TASK: Lines of the records that hold the word "reducers" are to be counted; give the number and nothing more.

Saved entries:
BEGIN

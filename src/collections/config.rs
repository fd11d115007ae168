//! Core configuration collection (`_cnf`).

// ============================================================================
// Imports
// ============================================================================

use std::sync::Arc;

use futures_util::FutureExt;
use serde::{Deserialize, Serialize};
use serde_json::{Map, Value};
use tracing::debug;

use crate::cache::{
    Collection, CollectionOptions, CollectionSubscription, FetchFn, Store, SubscribeUpdatesFn,
};
use crate::connection::{Connection, Subscription};
use crate::error::Result;
use crate::protocol::command;

// ============================================================================
// Constants
// ============================================================================

/// Registry key.
pub const CONFIG_KEY: &str = "_cnf";

// ============================================================================
// HassConfig
// ============================================================================

/// Server core configuration.
#[derive(Debug, Clone, Default, PartialEq, Serialize, Deserialize)]
pub struct HassConfig {
    /// Loaded integrations.
    #[serde(default)]
    pub components: Vec<String>,
    /// Location name.
    #[serde(default)]
    pub location_name: Option<String>,
    /// Time zone.
    #[serde(default)]
    pub time_zone: Option<String>,
    /// Server version.
    #[serde(default)]
    pub version: Option<String>,
    /// Run state (`RUNNING`, `STARTING`, ...).
    #[serde(default)]
    pub state: Option<String>,
    /// Everything else.
    #[serde(flatten)]
    pub extra: Map<String, Value>,
}

impl HassConfig {
    /// Returns a copy with `component` appended, as after `component_loaded`.
    #[must_use]
    pub fn with_component(&self, component: &str) -> Self {
        let mut next = self.clone();
        next.components.push(component.to_owned());
        next
    }
}

// ============================================================================
// Public API
// ============================================================================

/// Returns the config collection of `conn`.
///
/// # Errors
///
/// Returns [`Error::CollectionType`](crate::Error::CollectionType) if the key
/// is taken by another type.
pub fn config_collection(conn: &Connection) -> Result<Collection<HassConfig>> {
    Collection::get(
        conn,
        CONFIG_KEY,
        Some(fetch_config()),
        Some(subscribe_updates()),
        CollectionOptions::default(),
    )
}

/// Subscribes to the core configuration.
///
/// # Errors
///
/// See [`config_collection`].
pub fn subscribe_config<F>(conn: &Connection, on_change: F) -> Result<CollectionSubscription<HassConfig>>
where
    F: Fn(Arc<HassConfig>) + Send + Sync + 'static,
{
    Ok(config_collection(conn)?.subscribe(on_change))
}

// ============================================================================
// Collection Functions
// ============================================================================

fn fetch_config() -> FetchFn<HassConfig> {
    Arc::new(|conn: Connection| get_config(conn).boxed())
}

async fn get_config(conn: Connection) -> Result<HassConfig> {
    conn.call_as(command::get_config()).await
}

fn subscribe_updates() -> SubscribeUpdatesFn<HassConfig> {
    Arc::new(|conn: Connection, store: Store<HassConfig>| subscribe_config_events(conn, store).boxed())
}

async fn subscribe_config_events(
    conn: Connection,
    store: Store<HassConfig>,
) -> Result<Vec<Subscription>> {
    let loaded_store = store.clone();
    let component_loaded = conn
        .subscribe_events(Some("component_loaded"), move |event| {
            let Some(component) = event.pointer("/data/component").and_then(Value::as_str) else {
                return;
            };
            loaded_store.update(|current| current.map(|c| c.with_component(component)));
        })
        .await?;

    let weak = conn.downgrade();
    let config_updated = match conn
        .subscribe_events(Some("core_config_updated"), move |_| {
            let Some(conn) = weak.upgrade() else {
                return;
            };
            let store = store.clone();
            tokio::spawn(async move {
                match get_config(conn).await {
                    Ok(config) => store.set_state(config),
                    Err(e) => debug!(error = %e, "Config refetch failed"),
                }
            });
        })
        .await
    {
        Ok(subscription) => subscription,
        Err(e) => {
            component_loaded.cancel();
            return Err(e);
        }
    };

    Ok(vec![component_loaded, config_updated])
}

// ============================================================================
// Tests
// ============================================================================
//! Multiplexed connection.
//!
//! One [`Connection`] owns one authenticated channel at a time and multiplexes
//! calls and subscriptions over it.
//!
//! # State Machine
//!
//! ```text
//!            channel lost                    handshake ok
//! Connected ─────────────► Disconnected ──────────────────► Connected
//!     │                     │      ▲  transient failure
//!     │ close()             │      └──── (backoff) ───┘
//!     ▼                     │ close()
//!   Closed ◄────────────────┘
//! ```
//!
//! # Modules
//!
//! | Module | Description |
//! |--------|-------------|
//! | `core` | [`Connection`] handle |
//! | `event_loop` | Task owning the channel and correlation tables |
//! | `events` | `ready` / `disconnected` / `reconnect-error` notifications |
//! | `options` | [`ConnectionOptions`], [`ConnectionBuilder`], [`ReconnectPolicy`] |
//! | `subscription` | [`Subscription`] handles |

// ============================================================================
// Submodules
// ============================================================================

/// Connection handle.
pub mod core;

/// Event loop task.
mod event_loop;

/// Connection notifications.
pub mod events;

/// Configuration and builder.
pub mod options;

/// Subscription handles.
pub mod subscription;

// ============================================================================
// Re-exports
// ============================================================================

pub use self::core::{Connection, ConnectionState, WeakConnection};
pub use events::{ConnectionEvent, EventKind, EventListener};
pub use options::{ConnectionBuilder, ConnectionOptions, ReconnectPolicy};
pub use subscription::{EventCallback, SubscribeOptions, Subscription};
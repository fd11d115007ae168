//! Entity state model and reducers.
//!
//! # Modules
//!
//! | Module | Description |
//! |--------|-------------|
//! | `legacy` | `get_states` / `state_changed` reducers |
//! | `projector` | [`project`] for compressed `subscribe_entities` diffs |
//! | `types` | [`HassEntity`] and the compressed wire format |

// ============================================================================
// Submodules
// ============================================================================

/// Legacy reducers.
pub mod legacy;

/// Compressed diff projection.
pub mod projector;

/// Entity types.
pub mod types;

// ============================================================================
// Re-exports
// ============================================================================

pub use legacy::{apply_state_changed, entities_from_states};
pub use projector::{expand, from_epoch_seconds, project};
pub use types::{
    Attributes, CompressedAdd, CompressedRemove, CompressedState, CompressedStateDiff, Context,
    ContextRef, DiffEntry, EntityDiff, HassEntities, HassEntity, StateChangedData,
};
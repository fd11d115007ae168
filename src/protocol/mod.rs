//! Wire protocol message types.
//!
//! Text frames carrying JSON objects. Two phases:
//!
//! | Phase | Direction | Types |
//! |-------|-----------|-------|
//! | Handshake | Server → Client | `auth_required`, `auth_ok`, `auth_invalid` |
//! | Handshake | Client → Server | `auth` |
//! | Session | Client → Server | any command, carrying an integer `id` |
//! | Session | Server → Client | `result`, `event`, `pong` (single or batched) |
//!
//! # Modules
//!
//! | Module | Description |
//! |--------|-------------|
//! | `command` | Outbound command envelope and builders |
//! | `handshake` | Authentication phase envelopes |
//! | `message` | Inbound correlated messages and batch parsing |
//! | `version` | Server version gate |

// ============================================================================
// Submodules
// ============================================================================

/// Outbound command envelope and builders.
pub mod command;

/// Authentication phase envelopes.
pub mod handshake;

/// Inbound correlated messages.
pub mod message;

/// Server version gate.
pub mod version;

// ============================================================================
// Re-exports
// ============================================================================

pub use command::Command;
pub use handshake::{
    AuthMessage, HandshakeMessage, MSG_TYPE_AUTH_INVALID, MSG_TYPE_AUTH_OK,
    MSG_TYPE_AUTH_REQUIRED,
};
pub use message::{IncomingMessage, RemoteError, parse_batch};
pub use version::at_least_version;
//! Outbound command envelopes.
//!
//! Every correlated outbound frame is a JSON object with a `type`
//! discriminator and an integer `id` assigned by the connection when the
//! frame is actually sent. Builders here produce id-less [`Command`]s.
//!
//! # Format
//!
//! ```json
//! { "id": 5, "type": "call_service", "domain": "light", "service": "turn_on" }
//! ```

// ============================================================================
// Imports
// ============================================================================

use serde_json::{Map, Value, json};

use crate::error::{Error, Result};
use crate::identifiers::CommandId;

// ============================================================================
// Command
// ============================================================================

/// An outbound command without its correlation id.
///
/// Treated as an opaque remote-procedure call by the connection.
#[derive(Debug, Clone, PartialEq)]
pub struct Command {
    fields: Map<String, Value>,
}

impl Command {
    /// Creates a command of the given `type`.
    #[must_use]
    pub fn new(command_type: impl Into<String>) -> Self {
        let mut fields = Map::new();
        fields.insert("type".to_string(), Value::String(command_type.into()));
        Self { fields }
    }

    /// Adds a field to the command.
    #[must_use]
    pub fn with(mut self, key: impl Into<String>, value: impl Into<Value>) -> Self {
        self.fields.insert(key.into(), value.into());
        self
    }

    /// Returns the command `type`.
    #[must_use]
    pub fn command_type(&self) -> &str {
        self.fields
            .get("type")
            .and_then(Value::as_str)
            .unwrap_or_default()
    }

    /// Returns a field value.
    #[must_use]
    pub fn get(&self, key: &str) -> Option<&Value> {
        self.fields.get(key)
    }

    /// Serializes the command with the given correlation id.
    ///
    /// # Errors
    ///
    /// Returns [`Error::Json`] if serialization fails.
    pub fn to_frame(&self, id: CommandId) -> Result<String> {
        let mut fields = self.fields.clone();
        fields.insert("id".to_string(), Value::from(id.as_u64()));
        Ok(serde_json::to_string(&fields)?)
    }
}

impl TryFrom<Value> for Command {
    type Error = Error;

    fn try_from(value: Value) -> Result<Self> {
        match value {
            Value::Object(fields) if fields.get("type").is_some_and(Value::is_string) => {
                Ok(Self { fields })
            }
            other => Err(Error::protocol(format!(
                "Command must be an object with a string `type`, got {other}"
            ))),
        }
    }
}

// ============================================================================
// Builders
// ============================================================================

/// Requests every entity state.
#[must_use]
pub fn get_states() -> Command {
    Command::new("get_states")
}

/// Requests the server configuration.
#[must_use]
pub fn get_config() -> Command {
    Command::new("get_config")
}

/// Requests the service catalogue.
#[must_use]
pub fn get_services() -> Command {
    Command::new("get_services")
}

/// Requests the authenticated user.
#[must_use]
pub fn current_user() -> Command {
    Command::new("auth/current_user")
}

/// Invokes a service.
///
/// `service_data` is only included when given.
#[must_use]
pub fn call_service(
    domain: &str,
    service: &str,
    service_data: Option<Value>,
    target: Option<Value>,
    return_response: bool,
) -> Command {
    let mut command = Command::new("call_service")
        .with("domain", domain)
        .with("service", service)
        .with("return_response", return_response);
    if let Some(target) = target {
        command = command.with("target", target);
    }
    if let Some(data) = service_data {
        command = command.with("service_data", data);
    }
    command
}

/// Subscribes to a specific event type, or to all events.
#[must_use]
pub fn subscribe_events(event_type: Option<&str>) -> Command {
    let command = Command::new("subscribe_events");
    match event_type {
        Some(event_type) => command.with("event_type", event_type),
        None => command,
    }
}

/// Cancels the subscription registered under `subscription`.
#[must_use]
pub fn unsubscribe_events(subscription: CommandId) -> Command {
    Command::new("unsubscribe_events").with("subscription", subscription.as_u64())
}

/// Subscribes to the compressed entity diff stream.
#[must_use]
pub fn subscribe_entities() -> Command {
    Command::new("subscribe_entities")
}

/// Keepalive.
#[must_use]
pub fn ping() -> Command {
    Command::new("ping")
}

/// Post-auth feature negotiation frame. Always sent with the reserved id.
#[must_use]
pub fn supported_features_frame() -> String {
    json!({
        "type": "supported_features",
        "id": CommandId::SUPPORTED_FEATURES.as_u64(),
        "features": { "coalesce_messages": 1 },
    })
    .to_string()
}

// ============================================================================
// Tests
// ============================================================================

END

RESPONSE TO THIS TASK: 3